La superposición es concreta, no abstracta: las funciones señaladas en este litigio, sistemas de notificaciones optimizados para el enganche, reproducción automática predeterminada y desplazamiento infinito, son las mismas funciones que las normas de la DSA sobre diseño manipulador para menores y las evaluaciones de riesgo de la Online Safety Act ya exigen que las plataformas justifiquen. Una empresa que hasta ahora solo ha tratado esa superposición como un ejercicio de cumplimiento normativo debería tratarla ahora también como un ejercicio de exposición a litigios.

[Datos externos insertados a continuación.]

/// Where the hydrated state came from
#[derive(Debug, Clone, Copy, PartialEq, Eq, Serialize, Deserialize)]
#[serde(rename_all = "snake_case")]
pub enum HydrationSource {
    /// Nothing was stored
    Fresh,

    /// Stored under the current version
    Current,

    /// Migrated from an older version
    Migrated,

    /// Stored snapshot was unusable; defaults adopted
    FellBack,

    /// Stored under a newer version; kept as-is
    Newer,
}

/// Result of [`VersionedStore::hydrate`]
#[derive(Debug, Clone, PartialEq)]
pub struct HydrationOutcome {
    /// Where the live state came from
    pub source: HydrationSource,

    /// Version found in storage, if anything was stored
    pub stored_version: Option<Version>,

    /// Migration result, when a migration ran
    pub migration: Option<MigrationResult<Value>>,

    /// Why the store fell back, when it did
    pub fallback_reason: Option<String>,
}

impl HydrationOutcome {
    fn new(source: HydrationSource, stored_version: Option<Version>) -> Self {
        Self {
            source,
            stored_version,
            migration: None,
            fallback_reason: None,
        }
    }

    /// Check if the store had to discard its snapshot
    #[inline]
    #[must_use]
    pub fn fell_back(&self) -> bool {
        self.source == HydrationSource::FellBack
    }
}

/// Persisted, versioned state container
///
/// The migration manager, storage backend and live state are all injected;
/// nothing is reached through globals.
#[derive(Debug)]
pub struct VersionedStore<T, B> {
    config: StoreConfig,
    backend: B,
    manager: MigrationManager<Value>,
    state: T,
}

impl<T, B> VersionedStore<T, B>
where
    T: Serialize + DeserializeOwned + Default + Clone,
    B: StorageBackend,
{
    /// Create store holding `T::default()`; call [`hydrate`](Self::hydrate) to load
    #[must_use]
    pub fn new(config: StoreConfig, backend: B, manager: MigrationManager<Value>) -> Self {
        Self {
            config,
            backend,
            manager,
            state: T::default(),
        }
    }

    /// Create and hydrate in one go
    ///
    /// # Errors
    /// Returns error if storage cannot be read or written
    pub fn open(
        config: StoreConfig,
        backend: B,
        manager: MigrationManager<Value>,
    ) -> Result<(Self, HydrationOutcome), StoreError> {
        let mut store = Self::new(config, backend, manager);
        let outcome = store.hydrate()?;
        Ok((store, outcome))
    }

    /// Load the persisted snapshot, migrating it if stale
    ///
    /// # Errors
    /// Returns error only for storage IO or encoding failures; unusable
    /// snapshots fall back to defaults instead
    pub fn hydrate(&mut self) -> Result<HydrationOutcome, StoreError> {
        let name = self.config.name.clone();
        let current = self.config.version;

        let Some(raw) = self.backend.load(&name)? else {
            tracing::info!(store = %name, version = current, "No persisted state, starting fresh");
            self.state = T::default();
            self.persist()?;
            return Ok(HydrationOutcome::new(HydrationSource::Fresh, None));
        };

        let envelope = match PersistedEnvelope::from_json(&raw) {
            Ok(envelope) => envelope,
            Err(err) => {
                return self.fall_back(
                    HydrationOutcome::new(HydrationSource::FellBack, None),
                    format!("corrupt envelope: {err}"),
                );
            }
        };
        let stored = envelope.version;

        match stored.cmp(&current) {
            Ordering::Equal => match decode::<T>(envelope.state) {
                Ok(state) => {
                    tracing::debug!(store = %name, version = current, "Hydrated current state");
                    self.state = state;
                    Ok(HydrationOutcome::new(HydrationSource::Current, Some(stored)))
                }
                Err(reason) => self.fall_back(
                    HydrationOutcome::new(HydrationSource::FellBack, Some(stored)),
                    reason,
                ),
            },
            Ordering::Greater => match decode::<T>(envelope.state) {
                Ok(state) => {
                    tracing::warn!(
                        store = %name,
                        stored,
                        current,
                        "Persisted state is newer than this build, keeping it unmigrated"
                    );
                    self.state = state;
                    Ok(HydrationOutcome::new(HydrationSource::Newer, Some(stored)))
                }
                Err(reason) => self.fall_back(
                    HydrationOutcome::new(HydrationSource::FellBack, Some(stored)),
                    reason,
                ),
            },
            Ordering::Less => self.adopt_migration(&envelope.state, stored),
        }
    }

    fn adopt_migration(
        &mut self,
        snapshot: &Value,
        stored: Version,
    ) -> Result<HydrationOutcome, StoreError> {
        let current = self.config.version;
        let result = self.manager.migrate(snapshot, stored, current);

        let mut outcome = HydrationOutcome::new(HydrationSource::Migrated, Some(stored));
        if !result.success {
            let reason = result
                .errors
                .last()
                .cloned()
                .unwrap_or_else(|| "critical migration failed".to_string());
            outcome.source = HydrationSource::FellBack;
            outcome.migration = Some(result);
            return self.fall_back(outcome, reason);
        }

        match decode::<T>(result.migrated_state.clone()) {
            Ok(state) => {
                tracing::info!(
                    store = %self.config.name,
                    from = stored,
                    to = current,
                    applied = ?result.applied_migrations,
                    "Adopted migrated state"
                );
                self.state = state;
                outcome.migration = Some(result);
                if self.config.persist_after_migration {
                    self.persist()?;
                }
                if self.config.clear_rollback_on_success {
                    self.manager.clear_rollback_stack();
                }
                Ok(outcome)
            }
            Err(reason) => {
                outcome.source = HydrationSource::FellBack;
                outcome.migration = Some(result);
                self.fall_back(outcome, reason)
            }
        }
    }

    fn fall_back(
        &mut self,
        mut outcome: HydrationOutcome,
        reason: String,
    ) -> Result<HydrationOutcome, StoreError> {
        tracing::warn!(store = %self.config.name, %reason, "Discarding persisted state, using defaults");
        self.state = T::default();
        self.persist()?;
        outcome.source = HydrationSource::FellBack;
        outcome.fallback_reason = Some(reason);
        Ok(outcome)
    }

    /// Write the live state under the current version
    ///
    /// # Errors
    /// Returns error if the state cannot be encoded or written
    pub fn persist(&self) -> Result<(), StoreError> {
        self.persist_as(self.config.version)
    }

    fn persist_as(&self, version: Version) -> Result<(), StoreError> {
        let envelope = PersistedEnvelope::new(serde_json::to_value(&self.state)?, version);
        self.backend.save(&self.config.name, &envelope.to_json()?)
    }

    /// Live state
    #[inline]
    #[must_use]
    pub fn state(&self) -> &T {
        &self.state
    }

    /// Replace and persist the live state
    ///
    /// # Errors
    /// Returns error if the state cannot be persisted
    pub fn set_state(&mut self, state: T) -> Result<(), StoreError> {
        self.state = state;
        self.persist()
    }

    /// Mutate and persist the live state
    ///
    /// # Errors
    /// Returns error if the state cannot be persisted
    pub fn update<F: FnOnce(&mut T)>(&mut self, f: F) -> Result<(), StoreError> {
        f(&mut self.state);
        self.persist()
    }

    /// Reset to defaults and persist
    ///
    /// # Errors
    /// Returns error if the state cannot be persisted
    pub fn reset(&mut self) -> Result<(), StoreError> {
        self.set_state(T::default())
    }

    /// Drop the persisted snapshot; the live state is kept
    ///
    /// # Errors
    /// Returns error if the backend cannot be written
    pub fn clear_persisted(&self) -> Result<(), StoreError> {
        self.backend.remove(&self.config.name)
    }

    /// Roll back through the manager's checkpoints
    ///
    /// The rolled-back state is adopted only if it decodes into `T`. It is
    /// persisted under the version preceding the restored checkpoint, so the
    /// next hydration re-applies the undone steps. Returns `None` when there
    /// is no checkpoint or the state does not decode.
    ///
    /// # Errors
    /// Returns error if the adopted state cannot be persisted
    pub fn rollback(&mut self, target: Version) -> Result<Option<T>, StoreError> {
        let Some(report) = self.manager.rollback_with_report(target) else {
            return Ok(None);
        };
        let version = report.state_version();

        match decode::<T>(report.state) {
            Ok(state) => {
                tracing::info!(store = %self.config.name, target, version, "Adopted rolled-back state");
                self.state = state.clone();
                self.persist_as(version)?;
                Ok(Some(state))
            }
            Err(reason) => {
                tracing::warn!(store = %self.config.name, target, %reason, "Rolled-back state does not decode");
                Ok(None)
            }
        }
    }

    /// Configuration
    #[inline]
    #[must_use]
    pub fn config(&self) -> &StoreConfig {
        &self.config
    }

    /// Migration manager
    #[inline]
    #[must_use]
    pub fn manager(&self) -> &MigrationManager<Value> {
        &self.manager
    }

    /// Migration manager, mutably
    #[inline]
    pub fn manager_mut(&mut self) -> &mut MigrationManager<Value> {
        &mut self.manager
    }

    /// Storage backend
    #[inline]
    #[must_use]
    pub fn backend(&self) -> &B {
        &self.backend
    }
}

El primer paso útil no es un nuevo documento de política. Es una auditoría del rastro documental interno que ya existe: los experimentos de crecimiento y enganche, las pruebas A/B y las notas de revisión de producto que explican por qué se eligió un determinado ritmo de notificaciones, una reproducción automática predeterminada o un patrón de desplazamiento infinito. Según las normas de la UE y el Reino Unido, ese expediente es algo que un regulador puede inspeccionar. En un litigio en Estados Unidos, el mismo expediente es algo que un abogado demandante puede requerir mediante citación. Cualquier empresa de la UE o el Reino Unido con una plataforma orientada a Estados Unidos o una filial estadounidense debería saber, ya, qué dice realmente ese expediente antes de que alguien más pida verlo.